* RECORDS SHOWN:
--- START ---
impl<'a> Instance<'a> {
    pub fn path(&self) -> &[String] {
        &self.path
    }

    pub fn value(&self) -> &'a Value {
        self.value
    }

    /// Where the sub-value was declared.
    pub fn positions(&self) -> &'a [Pos] {
        self.positions
    }

    /// Check that the sub-value on its own is concrete.
    ///
    /// # Errors
    ///
    /// Returns every violation found beneath the instance.
    pub fn validate_concrete(&self) -> Result<(), ValidationFailure> {
        crate::concrete::validate(self.value, &self.path, self.positions)
    }
}

/// The transient result of unifying a definition with a document.
#[derive(Debug, Clone, PartialEq)]
pub struct UnifiedValue {
    pub(crate) path: Vec<String>,
    pub(crate) value: Value,
    pub(crate) positions: Vec<Pos>,
}

impl UnifiedValue {
    pub fn value(&self) -> &Value {
        &self.value
    }

    /// Demand full concreteness: every reachable regular field must
    /// resolve to a concrete, conflict-free value.
    ///
    /// # Errors
    ///
    /// Returns a [`ValidationFailure`] listing one violation per conflict
    /// or unresolved field.
    pub fn validate_concrete(&self) -> Result<(), ValidationFailure> {
        crate::concrete::validate(&self.value, &self.path, &self.positions)
    }
}
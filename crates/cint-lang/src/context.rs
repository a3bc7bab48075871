//! # Engine Context
//!
//! [`Context`] is the shared handle every compile and unify call goes
//! through. It owns the compiled-regex cache and the interned source names
//! that positions point at. One context may be shared by any number of
//! threads; values compiled through it are plain data and can be unified
//! concurrently.

use std::collections::{HashMap, HashSet};
use std::sync::Arc;

use parking_lot::Mutex;
use regex::Regex;

use crate::error::{CompileError, SyntaxError};
use crate::eval::Compiler;
use crate::pos::Pos;
use crate::value::{Element, Field, Instance, Label, ListValue, Presence, StructValue, UnifiedValue, Value};
use crate::{lexer, parser, unify};

/// Shared engine state.
#[derive(Debug, Default)]
pub struct Context {
    regexes: Mutex<HashMap<String, Arc<Regex>>>,
    files: Mutex<HashSet<Arc<str>>>,
}

impl Context {
    pub fn new() -> Self {
        Self::default()
    }

    /// Compile schema source into a value.
    ///
    /// `filename` is recorded in every position of the result.
    ///
    /// # Errors
    ///
    /// Returns a [`CompileError`] for invalid UTF-8, lexical or grammar
    /// errors, unresolved references, structural cycles, and invalid
    /// regular expressions.
    pub fn compile(&self, source: &[u8], filename: &str) -> Result<Value, CompileError> {
        let file = self.intern(filename);
        let text = std::str::from_utf8(source).map_err(|e| {
            CompileError::new(Pos::schema(file.clone(), 1, 1), format!("invalid UTF-8: {e}"))
        })?;

        let syntax = |e: SyntaxError| {
            CompileError::new(Pos::schema(file.clone(), e.line, e.column), e.message)
        };
        let tokens = lexer::tokenize(text).map_err(syntax)?;
        let ast = parser::parse(tokens).map_err(syntax)?;
        tracing::debug!(file = %file, package = ?ast.package, "parsed schema");

        Compiler::new(self, file).compile_file(&ast)
    }

    /// Unify a definition looked up from a compiled schema with a document
    /// value. Conflicts are embedded in the result; call
    /// [`UnifiedValue::validate_concrete`] to collect them.
    pub fn unify(&self, definition: &Instance<'_>, document: &Value) -> UnifiedValue {
        unify::unify_instance(definition, document)
    }

    /// Intern a source name so that positions share one allocation.
    pub fn intern(&self, name: &str) -> Arc<str> {
        let mut files = self.files.lock();
        if let Some(existing) = files.get(name) {
            return existing.clone();
        }
        let interned: Arc<str> = Arc::from(name);
        files.insert(interned.clone());
        interned
    }

    pub(crate) fn regex(&self, source: &str) -> Result<Arc<Regex>, regex::Error> {
        let mut cache = self.regexes.lock();
        if let Some(re) = cache.get(source) {
            return Ok(re.clone());
        }
        let re = Arc::new(Regex::new(source)?);
        cache.insert(source.to_string(), re.clone());
        Ok(re)
    }
}

/// Assembles a document struct value key by key.
///
/// Document structs are open and every field is regular. Inserting a key
/// twice keeps the later value.
#[derive(Debug, Default)]
pub struct StructBuilder {
    value: StructValue,
}

impl StructBuilder {
    pub fn new() -> Self {
        Self::default()
    }

    pub fn insert(&mut self, name: impl Into<String>, value: Value, pos: Option<Pos>) {
        let label = Label::regular(name);
        let positions: Vec<Pos> = pos.into_iter().collect();
        if let Some(existing) = self.value.field_mut(label.name()) {
            existing.value = value;
            existing.positions = positions;
            return;
        }
        self.value.fields.push(Field {
            label,
            value,
            presence: Presence::Regular,
            positions,
        });
    }

    pub fn build(self) -> Value {
        Value::Struct(self.value)
    }
}

/// Assembles a document list value element by element.
#[derive(Debug, Default)]
pub struct ListBuilder {
    elements: Vec<Element>,
}

impl ListBuilder {
    pub fn new() -> Self {
        Self::default()
    }

    pub fn push(&mut self, value: Value, pos: Option<Pos>) {
        self.elements.push(Element {
            value,
            positions: pos.into_iter().collect(),
        });
    }

    pub fn build(self) -> Value {
        Value::List(ListValue {
            elements: self.elements,
            tail: None,
        })
    }
}
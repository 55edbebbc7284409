//! String hashing — the two index functions the tables are built on.
//!
//! Both accumulate over characters in a wrapping 32-bit signed integer,
//! then reduce `|hash| mod capacity`. Overflow is part of the mixing.

use std::fmt;

/// Multiplier of the stride ("old") hash.
const STRIDE_MULTIPLIER: i32 = 37;

/// Multiplier of the full ("new") hash.
const FULL_MULTIPLIER: i32 = 31;

/// Number of samples the stride hash aims for.
const STRIDE_SAMPLES: usize = 8;

/// Hash function selected for a table at construction.
#[derive(Debug, Clone, Copy, PartialEq, Eq, Hash)]
pub enum HashStrategy {
    /// Samples characters at stride `max(1, len / 8)` ("old hash").
    Stride,
    /// Visits every character ("new hash").
    Full,
}

impl HashStrategy {
    /// Both strategies, old first.
    pub const ALL: [Self; 2] = [Self::Stride, Self::Full];

    /// Returns the wrapped 32-bit accumulator for `word`.
    #[must_use]
    pub fn raw(self, word: &str) -> i32 {
        match self {
            Self::Stride => stride_raw(word),
            Self::Full => full_raw(word),
        }
    }

    /// Maps `word` to an index in `[0, capacity)`.
    ///
    /// # Panics
    ///
    /// Panics if `capacity` is zero.
    #[must_use]
    pub fn index(self, word: &str, capacity: usize) -> usize {
        reduce(self.raw(word), capacity)
    }

    /// Short human-readable name used in reports.
    #[must_use]
    pub const fn label(self) -> &'static str {
        match self {
            Self::Stride => "old hash",
            Self::Full => "new hash",
        }
    }
}

impl fmt::Display for HashStrategy {
    fn fmt(&self, f: &mut fmt::Formatter<'_>) -> fmt::Result {
        f.write_str(self.label())
    }
}

/// Stride hash of `word` reduced into `[0, capacity)`.
///
/// # Panics
///
/// Panics if `capacity` is zero.
#[must_use]
pub fn stride_hash(word: &str, capacity: usize) -> usize {
    reduce(stride_raw(word), capacity)
}

/// Full hash of `word` reduced into `[0, capacity)`.
///
/// # Panics
///
/// Panics if `capacity` is zero.
#[must_use]
pub fn full_hash(word: &str, capacity: usize) -> usize {
    reduce(full_raw(word), capacity)
}

fn stride_raw(word: &str) -> i32 {
    let stride = (word.chars().count() / STRIDE_SAMPLES).max(1);
    word.chars()
        .step_by(stride)
        .fold(0_i32, |hash, c| accumulate(hash, STRIDE_MULTIPLIER, c))
}

fn full_raw(word: &str) -> i32 {
    word.chars()
        .fold(0_i32, |hash, c| accumulate(hash, FULL_MULTIPLIER, c))
}

#[inline]
#[allow(clippy::cast_possible_wrap)]
const fn accumulate(hash: i32, multiplier: i32, c: char) -> i32 {
    // Scalar values fit in 21 bits; the cast never wraps.
    hash.wrapping_mul(multiplier).wrapping_add(c as i32)
}

/// `unsigned_abs` keeps `i32::MIN` in range (as 2³¹) where a signed `abs`
/// would stay negative.
#[inline]
fn reduce(hash: i32, capacity: usize) -> usize {
    assert!(capacity > 0, "hash capacity must be non-zero");
    hash.unsigned_abs() as usize % capacity
}
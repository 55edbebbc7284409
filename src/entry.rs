//! Dictionary entries and per-call lookup results.

/// A dictionary word together with the line it was read from.
#[derive(Debug, Clone, PartialEq, Eq)]
pub struct Entry {
    word: String,
    line: u32,
}

impl Entry {
    /// Creates an entry. `line` is 1-based.
    #[must_use]
    pub fn new(word: impl Into<String>, line: u32) -> Self {
        Self {
            word: word.into(),
            line,
        }
    }

    /// The word as it was loaded, without case folding.
    #[must_use]
    pub fn word(&self) -> &str {
        &self.word
    }

    /// 1-based line number in the source word list.
    #[must_use]
    pub const fn line(&self) -> u32 {
        self.line
    }
}

/// Outcome of a single `search` call.
///
/// The comparison count belongs to the call, not the table, so
/// repeated or interleaved searches never observe each other's counts.
#[derive(Debug, Clone, Copy, PartialEq, Eq, Default)]
#[must_use]
pub struct Lookup {
    /// Line number of the matching entry, if the word was found.
    pub line: Option<u32>,
    /// Equality checks performed during this search.
    pub comparisons: usize,
}

impl Lookup {
    /// Returns `true` if the search found an exact match.
    #[must_use]
    pub const fn is_found(&self) -> bool {
        self.line.is_some()
    }
}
--- END ---
* DIRECTIONS FOR THIS TASK: Using the entries above, say how many lines contain the string "accumulate"; the number is the full reply.

* YOUR SOLUTION: 4